As used herein, the terms “patient” , “individual” and “subject” are used in the context of any mammalian recipient of a treatment or composition disclosed herein. Accordingly, the methods and composition disclosed herein may have medical and/or veterinary applications. In a preferred form, the mammal is a human.

As used herein, the term “sequence identity” is meant to include the number of exact nucleotide or amino acid matches having regard to an appropriate alignment using a standard algorithm, having regard to the extent that sequences are identical over a window of comparison. Thus, a “percentage of sequence identity” is calculated by comparing two optimally aligned sequences over the window of comparison, determining the number of positions at which the identical nucleic acid base (e.g., A, T, C, G) occurs in both sequences to yield the number of matched positions, dividing the number of matched positions by the total number of positions in the window of comparison (i.e., the window size) , and multiplying the result by 100 to yield the percentage of sequence identity. For example, “sequence identity” may be understood to mean the “match percentage” calculated by the DNASIS computer program (Version 2.5 for windows; available from Hitachi Software engineering Co., Ltd., South San Francisco, California, USA) .
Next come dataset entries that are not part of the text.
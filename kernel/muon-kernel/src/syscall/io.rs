//! `write` and `read`.

use crate::fs::file::OpenFlags;

use super::userptr::{BOUNCE_SIZE, UserSlice, copy_from_user, copy_to_user};
use super::SYSCALL_ERROR;

/// `write(fd, buf, count)` — returns bytes written.
///
/// Transfers are clipped to one bounce buffer; user space loops for
/// more, exactly as it would after any short write.
pub(super) fn sys_write(fd: usize, buf: usize, count: usize) -> isize {
    let Ok(slice) = UserSlice::new(buf, count) else {
        return SYSCALL_ERROR;
    };

    let mut bounce = [0u8; BOUNCE_SIZE];
    let Ok(len) = copy_from_user(&slice, &mut bounce) else {
        return SYSCALL_ERROR;
    };

    let Some(result) = crate::proc::with_current(|process| {
        let mut fd_table = process.fd_table.lock();
        let Some(file) = fd_table.get_mut(fd) else {
            return SYSCALL_ERROR;
        };
        if !file.flags.contains(OpenFlags::WRITE) {
            return SYSCALL_ERROR;
        }
        match file.inode.write(file.offset, &bounce[..len]) {
            Ok(written) => {
                file.offset += written;
                written as isize
            }
            Err(err) => {
                crate::kwarn!("write(fd {fd}): {err}");
                SYSCALL_ERROR
            }
        }
    }) else {
        return SYSCALL_ERROR;
    };
    result
}

/// `read(fd, buf, count)` — returns bytes read, 0 at end-of-file.
pub(super) fn sys_read(fd: usize, buf: usize, count: usize) -> isize {
    let Ok(slice) = UserSlice::new(buf, count) else {
        return SYSCALL_ERROR;
    };
    let want = count.min(BOUNCE_SIZE);
    // Fail before touching the device if the destination is bogus. Only
    // the clipped range matters; that is all this call will write.
    let Ok(clipped) = UserSlice::new(buf, want) else {
        return SYSCALL_ERROR;
    };
    if super::userptr::verify_mapped(&clipped, true).is_err() {
        return SYSCALL_ERROR;
    }

    let mut bounce = [0u8; BOUNCE_SIZE];

    let Some(result) = crate::proc::with_current(|process| {
        let mut fd_table = process.fd_table.lock();
        let Some(file) = fd_table.get_mut(fd) else {
            return Err(SYSCALL_ERROR);
        };
        if !file.flags.contains(OpenFlags::READ) {
            return Err(SYSCALL_ERROR);
        }
        match file.inode.read(file.offset, &mut bounce[..want]) {
            Ok(n) => {
                file.offset += n;
                Ok(n)
            }
            Err(err) => {
                crate::kwarn!("read(fd {fd}): {err}");
                Err(SYSCALL_ERROR)
            }
        }
    }) else {
        return SYSCALL_ERROR;
    };

    match result {
        Ok(n) => match copy_to_user(&slice, &bounce[..n]) {
            Ok(copied) => copied as isize,
            Err(_) => SYSCALL_ERROR,
        },
        Err(err) => err,
    }
}
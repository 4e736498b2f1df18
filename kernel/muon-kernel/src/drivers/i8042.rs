//! Polled PS/2 keyboard input (i8042 controller).
//!
//! The kernel never unmasks IRQ1; it busy-polls the controller's status
//! port and translates scancode set 1 make codes to ASCII. Shift is
//! tracked; everything else (caps lock, alt, extended codes) is
//! swallowed.

use crate::arch::x86_64::instructions::Port;
use crate::sync::SpinLock;

/// Data port: scancodes.
const DATA_PORT: u16 = 0x60;
/// Status register.
const STATUS_PORT: u16 = 0x64;

/// Status bit: output buffer full.
const STATUS_OUTPUT_FULL: u8 = 1 << 0;
/// Status bit: data came from the mouse port.
const STATUS_MOUSE_DATA: u8 = 1 << 5;

/// Break-code bit in set-1 scancodes.
const BREAK_BIT: u8 = 0x80;

/// Left/right shift make codes.
const SC_LSHIFT: u8 = 0x2A;
const SC_RSHIFT: u8 = 0x36;

/// Set-1 scancode to ASCII, unshifted. Index = scancode, 0 = no mapping.
static KEYMAP: [u8; 88] = [
    0, 27, b'1', b'2', b'3', b'4', b'5', b'6', b'7', b'8', b'9', b'0', b'-', b'=', 0x08, b'\t',
    b'q', b'w', b'e', b'r', b't', b'y', b'u', b'i', b'o', b'p', b'[', b']', b'\n', 0, b'a', b's',
    b'd', b'f', b'g', b'h', b'j', b'k', b'l', b';', b'\'', b'`', 0, b'\\', b'z', b'x', b'c', b'v',
    b'b', b'n', b'm', b',', b'.', b'/', 0, b'*', 0, b' ', 0, 0, 0, 0, 0, 0, 0, 0, 0, 0, 0, 0, 0,
    0, 0, 0, 0, 0, 0, 0, 0, 0, 0, 0, 0, 0, 0, 0, 0, 0,
];

/// Set-1 scancode to ASCII with shift held.
static KEYMAP_SHIFTED: [u8; 88] = [
    0, 27, b'!', b'@', b'#', b'$', b'%', b'^', b'&', b'*', b'(', b')', b'_', b'+', 0x08, b'\t',
    b'Q', b'W', b'E', b'R', b'T', b'Y', b'U', b'I', b'O', b'P', b'{', b'}', b'\n', 0, b'A', b'S',
    b'D', b'F', b'G', b'H', b'J', b'K', b'L', b':', b'"', b'~', 0, b'|', b'Z', b'X', b'C', b'V',
    b'B', b'N', b'M', b'<', b'>', b'?', 0, b'*', 0, b' ', 0, 0, 0, 0, 0, 0, 0, 0, 0, 0, 0, 0, 0,
    0, 0, 0, 0, 0, 0, 0, 0, 0, 0, 0, 0, 0, 0, 0, 0, 0,
];

/// Decoder state: just the shift keys.
struct KeyboardState {
    shift: bool,
}

static STATE: SpinLock<KeyboardState> = SpinLock::new(KeyboardState { shift: false });

/// Drains any bytes the controller buffered before the kernel was ready.
pub fn init() {
    // SAFETY: Reading the status/data ports only consumes stale bytes.
    unsafe {
        let status = Port::<u8>::new(STATUS_PORT);
        let data = Port::<u8>::new(DATA_PORT);
        while status.read() & STATUS_OUTPUT_FULL != 0 {
            let _ = data.read();
        }
    }
}

/// Non-blocking read of one translated character.
///
/// Returns `None` when no complete keypress is pending. Mouse bytes,
/// break codes, and unmapped keys are consumed silently.
#[must_use]
pub fn try_read_char() -> Option<u8> {
    // SAFETY: Status/data reads follow the i8042 polling protocol.
    let scancode = unsafe {
        let status = Port::<u8>::new(STATUS_PORT).read();
        if status & STATUS_OUTPUT_FULL == 0 {
            return None;
        }
        let byte = Port::<u8>::new(DATA_PORT).read();
        if status & STATUS_MOUSE_DATA != 0 {
            return None;
        }
        byte
    };

    let mut state = STATE.lock();
    let make = scancode & !BREAK_BIT;
    let released = scancode & BREAK_BIT != 0;

    if make == SC_LSHIFT || make == SC_RSHIFT {
        state.shift = !released;
        return None;
    }
    if released {
        return None;
    }

    let map = if state.shift { &KEYMAP_SHIFTED } else { &KEYMAP };
    match map.get(make as usize) {
        Some(&ch) if ch != 0 => Some(ch),
        _ => None,
    }
}

/// Blocking read: busy-polls until a key arrives.
///
/// This is the kernel's only wait loop; with no scheduler there is
/// nothing else to run.
#[must_use]
pub fn read_char() -> u8 {
    loop {
        if let Some(ch) = try_read_char() {
            return ch;
        }
        core::hint::spin_loop();
    }
}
Recent studies have discovered mutant sortases with different specificities in motif recognition (P. Daniel Harris, BA, Lynn McNicoll, MD, Gary Epstein-Lubow, MD, and Kali S. Thomas, “Recent Advances in Sortase-Catalyzed Ligation Methodology, ” Physiol. Behav., vol. 176, no. 1, pp. 139–148, 2017. ) . For instance, Ge et al. showed that an evolved SrtA variant (mg SrtA) is capable of recognizing the N-terminus of G ₁-modified peptide, which cannot be achieved by wt SrtA (Y. Ge, L. Chen, S. Liu, J. Zhao, H. Zhang, and P.R. Chen, “Enzyme-Mediated Intercellular Proximity Labeling for Detecting Cell-Cell Interactions, ” J. Am. Chem. Soc., vol. 141, no. 5, pp. 1833–1837, 2019. ) . In addition, membrane proteins with a single glycine at the N-terminus are much more abundant than those with 3×glycines. Studies were also made to improve the thermal stability of sortases. With the advent of directed evolution techniques, protein engineering has received a fresh impetus. Engineering proteins for thermostability is a particularly exciting and challenging field, as it is crucial for broadening the industrial use of recombinant proteins. In addition to directed evolution, a variety of partially successful rational concepts for engineering thermostability have been developed in the past. Wójcik et al. (Magdalena Wójcik, Susana Vázquez Torres, Wim J Quax, Ykelien L Boersma, Sortase mutants with improved protein thermostability and enzymatic activity obtained by consensus design, Protein Engineering, Design and Selection, Volume 32, Issue 12, December 2019, Pages 555–564) reported new variants with improved thermostability while at the same time having enhanced enzymatic activity, which were obtained by consensus design. But it is always not easy to obtain both improved thermostability and enhanced or comparable enzymatic activity.

So far, many factors have been found to be relevant to thermal stability of proteins. However, due to the lack of a complete understanding of protein thermal stability at the molecular level, it is still difficult to know or predict with certainty which modification can improve the thermal stability of a protein. The same modification can increase the thermal stability of one protein but undermines that of another, even diverting among different mutations of the same protein. While truncation is believed to be beneficial for protein expression and solubility, it can undermine the thermal stability of proteins and different enzymes can have different sensitivity to truncation.

Herein, the present disclosure is at least partially based on a surprising finding that, as compared to a corresponding non-truncated version or a corresponding N-terminal amino acids 1-25 or 2-25 truncated version or other truncated mutants with a different mutation profile, a truncated mutant of a wild type Staphylococcus aureus sortase A (wt SaSrtA) , which lacks N-terminal amino acids 1-59 or 2-59 of wt SaSrtA and comprises (preferably comprising only) one or more or all mutations selected from the group consisting of P94R, D124G, D160N, D165A, Y187L, E189R, K190E, K196T and F200L, has an improved thermo-stability, while has a comparable enzymatic activity.

The inventors therefore develop a new strategy to improve the thermo-stability of a Staphylococcus aureus sortase A (SaSrtA) . The technology allows for producing a truncated mutant of SaSrtA with improved thermal stability while maintaining substantially the same enzymatic activity.

N-terminally truncated variant of Staphylococcus aureus sortase A

It has been surprisingly found that a specifically N-terminally truncated variant of a wild type Staphylococcus aureus sortase A has has an improved thermo-stability as compared to a corresponding non-truncated version or a corresponding N-terminal amino acids 1-25 or 2-25 truncated version, while retaining a comparable catalytic activity.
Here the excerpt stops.